En effet, le Conseil a estimé que la loi comporte trop d'exemptions, ce qui reste "contraires à l'objectif de lutte contre le réchauffement climatique" et crée "une rupture d'égalité face à l'impôt".
Suite à cette décision du Conseil pour le moins inattendue, la réponse du chef du gouvernement ne s'est pas faite attendre.
François Fillon présentera le 20 janvier en conseil des ministres un nouveau dispositif de taxe carbone tenant "pleinement compte des observations du Conseil constitutionnel", a indiqué Matignon dans un communiqué.
L'article 7 de la loi instituait une contribution carbone. Les travaux parlementaires soulignaient que l'objectif de cette mesure est de " mettre en place des instruments permettant de réduire significativement les émissions de gaz à effet de serre " afin de lutter contre le réchauffement de la planète. Pour atteindre cet objectif, il a été retenu l'option " d'instituer une taxe additionnelle sur la consommation des énergies fossiles " afin que les entreprises, les ménages et les administrations soient incités à réduire leurs émissions.
Toutefois, les articles 7 et 10 de la loi instituaient des exonérations, réductions, remboursements partiels et taux spécifiques. Ainsi étaient totalement exonérées de contribution carbone les émissions des centrales thermiques produisant de l'électricité, les émissions des mille dix-huit sites industriels les plus polluants, tels que les raffineries, cimenteries, cokeries et verreries, les émissions des secteurs de l'industrie chimique utilisant de manière intensive de l'énergie, les émissions des produits destinés à un double usage, les émissions des produits énergétiques utilisés en autoconsommation d'électricité, les émissions du transport aérien et celles du transport public routier de voyageurs. En outre, étaient taxées à taux réduit les émissions dues aux activités agricoles ou de pêche, au transport routier de marchandises et au transport maritime.

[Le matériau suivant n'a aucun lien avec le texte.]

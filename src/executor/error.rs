use thiserror::Error;

#[derive(Debug, Error, Clone)]
pub enum ExecutorError {
    #[error("Failed to start '{program}': {message}")]
    Spawn { program: String, message: String },

    #[error("Local command error: {0}")]
    LocalError(String),
}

Ces exemptions auraient conduit à ce que 93 % des émissions d'origine industrielle, hors carburant, soient exonérées de contribution carbone. Moins de la moitié des émissions de gaz à effet de serre aurait été soumise à la contribution carbone. Celle-ci aurait donc porté essentiellement sur les carburants et les produits de chauffage qui ne sont que l'une des sources d'émission de dioxyde de carbone.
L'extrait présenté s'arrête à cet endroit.